Pere Aragonès pide un voto de confianza a Junts per Catalunya para ser elegido hoy president de la Generalitat. Pero la confianza, dice el refrán catalán, acaba por dar asco. La confianza quizá se aventura con desconocidos, pero con los que conocemos de arriba a abajo ya es más difícil concederla. Y todo el mundo conoce de memoria al insignificante candidato, ha hecho falta sólo un momento de atención para comprenderle entero. No hay más que eso, pero tampoco menos, Pere Aragonés es exactamente lo que parece, el hombre burocrático impuesto por las circunstancias, el hombre que está donde está por la decisión digital de Oriol Junqueras, el hombre pequeño enaltecido por el dedazo, un hombre que supo encogerse de hombros y mirar hacia otro lado cuando linchaban, cuando traicionaban al indefenso president Quim Torra, despojado de la condición de diputado que el pueblo le otorgó. Despojado de poder sobre todo por sus compañeros de lista electoral. Pere Aragonés quiere ser president de la Generalitat, de todos los catalanes, cuando todavía recordamos bien ese golpecito de carpeta que Jéssica Albiach le estampó graciosamente en el culito, durante uno de los debates electorales. La Albiach delatora que colaboró con la represión que atenaza hoy a los presos políticos, empezando por el vicepresident Junqueras. Por muchos medios de comunicación, periódicos, analistas, comentaristas y sabios de guardia que nos cuenten lo que estamos viviendo, hay cosas difíciles de entender y de digerir.

Soy el pobre ese que han sentado en la mesa del suntuoso banquete, no para que coma, sino para que haga saber a todos como zampan y digieren los que gobiernan, los que cuentan, los que saben, los que dicen que van por delante. Esperan que alabe al servil, que hoy os cuente la parábola del servil, del anónimo que no siguió a Espartaco, del que no se sublevó, del que obedeció y obedeció y fue recompensado. Y, de paso, y si puede ser, alabando ese servilismo, que proclame que el mundo no tiene solución, que pasemos página, que diga que debemos abandonar todo tipo de esperanza, y el deseo de un mundo mejor, de una Cataluña libre del dogal español, de la vida prevista y diseñada por los que mandan, la vida previsible, incapaz de enmendarse, enemiga de tolerar, de escuchar, la crítica. De regenerarse. Si a los políticos les gusta algo es cuando les dices que sí, cuando escribes que lo hacen muy bien. Les gusta tanto y tanto que sólo les interesas cuando les aplaudes.

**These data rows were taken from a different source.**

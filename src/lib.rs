//! Everyday calculator helpers gathered behind one import.
//!
//! Each concern lives in its own workspace crate; this facade re-exports them
//! so a front-end (the bundled binaries, a scratch program, a notebook kernel)
//! can reach every constant and function by path from a single dependency.

pub mod cli;

pub use desk_config as config;
pub use desk_core::{constants, geometry, si, stats, trig, vector};
pub use desk_dataplan as dataplan;
pub use desk_diceware as diceware;
pub use desk_format as format;
pub use desk_thermo as thermo;
pub use desk_units as units;

/// Returns the version of the library.
pub fn version() -> &'static str {
    env!("CARGO_PKG_VERSION")
}
use desk_calculator::{constants, format, geometry, si, stats, thermo, vector};

#[test]
fn constants_table_is_reachable_from_the_facade() {
    let c = constants::lookup("c").expect("speed of light");
    assert_eq!(c.value, constants::SPEED_OF_LIGHT);
    assert_eq!(c.unit, "m/s");
    assert!(constants::CONSTANTS.len() >= 20);
}

#[test]
fn a_worked_problem_across_crates() {
    // Photon energy at 500 nm, in eV, shown in engineering notation.
    let wavelength_m = si::from_prefix(500.0, si::Prefix::Nano);
    let energy_ev = constants::PLANCK * constants::SPEED_OF_LIGHT / wavelength_m
        / constants::ELECTRON_VOLT;
    assert!((energy_ev - 2.478).abs() < 0.01, "energy = {energy_ev}");
    assert_eq!(format::eng(energy_ev * 1e3, 3), "2.48e+03");
}

#[test]
fn temperature_and_statistics() {
    let readings_f = [98.6, 99.1, 97.9];
    let readings_c: Vec<f64> = readings_f
        .iter()
        .map(|f| thermo::temp_fc(*f).expect("above absolute zero"))
        .collect();
    let mean_c = stats::mean(&readings_c).unwrap();
    assert!((mean_c - 37.0).abs() < 0.2, "mean = {mean_c}");
    assert!(stats::pct_rsd(&readings_c).unwrap() < 2.0);
}

#[test]
fn geometry_and_vectors_agree() {
    let a = vector::to_3d(&[3.0, 0.0]);
    let b = vector::to_3d(&[0.0, 4.0]);
    let hyp = vector::norm(&vector::sub(&a, &b));
    assert!((hyp - 5.0).abs() < 1e-12);
    assert!((geometry::pythleg(hyp, 3.0).unwrap() - 4.0).abs() < 1e-12);
    assert_eq!(format::mixed(hyp / 2.0).unwrap(), "2 1/2");
}

#[test]
fn version_is_exposed() {
    assert!(!desk_calculator::version().is_empty());
}
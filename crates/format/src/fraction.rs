//! Rational approximations of floats.

use num_bigint::BigInt;
use num_rational::BigRational;
use num_traits::{One, Signed, Zero};

use crate::FormatError;

/// Denominator bound used by [`fraction`], [`frac`], and [`mixed`].
pub const DEFAULT_MAX_DENOMINATOR: u64 = 1_000_000;

/// Closest rational to `x` whose denominator does not exceed `max_denominator`.
///
/// Works on the exact binary value of `x` and walks its continued fraction,
/// then picks the nearer of the last convergent and the best semiconvergent.
pub fn limit_denominator(x: f64, max_denominator: u64) -> Result<BigRational, FormatError> {
    if max_denominator == 0 {
        return Err(FormatError::InvalidDenominator);
    }
    let exact = BigRational::from_float(x).ok_or(FormatError::NonFinite(x))?;
    let max_den = BigInt::from(max_denominator);
    if exact.denom() <= &max_den {
        return Ok(exact);
    }

    let negative = exact.is_negative();
    let target = exact.abs();

    let (mut p0, mut q0) = (BigInt::zero(), BigInt::one());
    let (mut p1, mut q1) = (BigInt::one(), BigInt::zero());
    let mut n = target.numer().clone();
    let mut d = target.denom().clone();
    loop {
        let a = &n / &d;
        let q2 = &q0 + &a * &q1;
        if q2 > max_den {
            break;
        }
        let p2 = &p0 + &a * &p1;
        p0 = std::mem::replace(&mut p1, p2);
        q0 = std::mem::replace(&mut q1, q2);
        let r = &n - &a * &d;
        n = std::mem::replace(&mut d, r);
    }

    let k = (&max_den - &q0) / &q1;
    let semiconvergent = BigRational::new(&p0 + &k * &p1, &q0 + &k * &q1);
    let convergent = BigRational::new(p1, q1);
    let closest = if (&convergent - &target).abs() <= (&semiconvergent - &target).abs() {
        convergent
    } else {
        semiconvergent
    };
    Ok(if negative { -closest } else { closest })
}

/// [`limit_denominator`] with the default bound of one million.
pub fn fraction(x: f64) -> Result<BigRational, FormatError> {
    limit_denominator(x, DEFAULT_MAX_DENOMINATOR)
}

/// `x` as `"n/d"`, or `"n"` when it is a whole number.
pub fn frac(x: f64) -> Result<String, FormatError> {
    let r = fraction(x)?;
    if r.denom().is_one() {
        Ok(r.numer().to_string())
    } else {
        Ok(format!("{}/{}", r.numer(), r.denom()))
    }
}

/// `x` as a mixed number: `"2 1/2"`, `"-1 3/4"`, `"3/8"`, or `"4"`.
pub fn mixed(x: f64) -> Result<String, FormatError> {
    let r = fraction(x)?;
    let sign = if r.is_negative() { "-" } else { "" };
    let magnitude = r.abs();
    let denom = magnitude.denom();
    let whole = magnitude.numer() / denom;
    let rest = magnitude.numer() - &whole * denom;

    Ok(match (whole.is_zero(), rest.is_zero()) {
        (true, true) => "0".to_string(),
        (false, true) => format!("{sign}{whole}"),
        (true, false) => format!("{sign}{rest}/{denom}"),
        (false, false) => format!("{sign}{whole} {rest}/{denom}"),
    })
}

#[cfg(test)]
mod tests {
    use super::*;

    fn ratio(n: i64, d: i64) -> BigRational {
        BigRational::new(BigInt::from(n), BigInt::from(d))
    }

    #[test]
    fn recovers_simple_fractions() {
        assert_eq!(fraction(0.5).unwrap(), ratio(1, 2));
        assert_eq!(fraction(0.1).unwrap(), ratio(1, 10));
        assert_eq!(fraction(-0.75).unwrap(), ratio(-3, 4));
        assert_eq!(fraction(1.0 / 3.0).unwrap(), ratio(1, 3));
    }

    #[test]
    fn bounded_denominators_pick_best_approximation() {
        let pi = std::f64::consts::PI;
        assert_eq!(limit_denominator(pi, 10).unwrap(), ratio(22, 7));
        assert_eq!(limit_denominator(pi, 100).unwrap(), ratio(311, 99));
        assert_eq!(limit_denominator(pi, 1000).unwrap(), ratio(355, 113));
        assert_eq!(limit_denominator(-pi, 1000).unwrap(), ratio(-355, 113));
    }

    #[test]
    fn rejects_bad_inputs() {
        assert_eq!(limit_denominator(0.5, 0), Err(FormatError::InvalidDenominator));
        assert!(matches!(fraction(f64::INFINITY), Err(FormatError::NonFinite(_))));
    }

    #[test]
    fn renders_fractions_and_mixed_numbers() {
        assert_eq!(frac(0.375).unwrap(), "3/8");
        assert_eq!(frac(4.0).unwrap(), "4");
        assert_eq!(mixed(2.5).unwrap(), "2 1/2");
        assert_eq!(mixed(0.375).unwrap(), "3/8");
        assert_eq!(mixed(-1.75).unwrap(), "-1 3/4");
        assert_eq!(mixed(4.0).unwrap(), "4");
        assert_eq!(mixed(0.0).unwrap(), "0");
    }
}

Pensaba en Pere Aragonés cuando leo que Joe Biden explica el motivo por el cual escogió a Kamala Harris como vicepresidenta. Si le queremos creer, el viejo hombre blanco explica que la eligió porque Harris fue la más dura, la más independiente, la más incisiva en su contra, la más alejada de lo que él representa, la más incómoda. La que le vapuleó sin calcular consecuencias. Sin rencor, Biden supo asumir sus críticas, como ha acostumbrado a hacer siempre, porque sabe algo muy importante. Sabe que no es el más brillante de la clase. El presidente Biden es un político extraordinario que ha hecho una deslumbrante carrera política precisamente a base de saber esto, a base de equivocarse y de enmendarse después. A base de aceptar las críticas y de cambiar. Primero plagió a Neil Kinnock y tuvo que irse por farsante. Después dejó entrever el racismo cultural con el que fue educado para hacer carrera política en Washington, antes de que Obama le llamara por teléfono. La política estadounidense permite que dos personas políticamente tan discrepantes como Biden y Harris estén trabajando juntos, porque se han dado un auténtico voto de confianza. En Catalunya la confianza exige sumisión. Apenas encontrarán críticas al poder en los medios catalanes, de tan convencidos como están de ser infalibles como Su Santidad el Papa de Roma.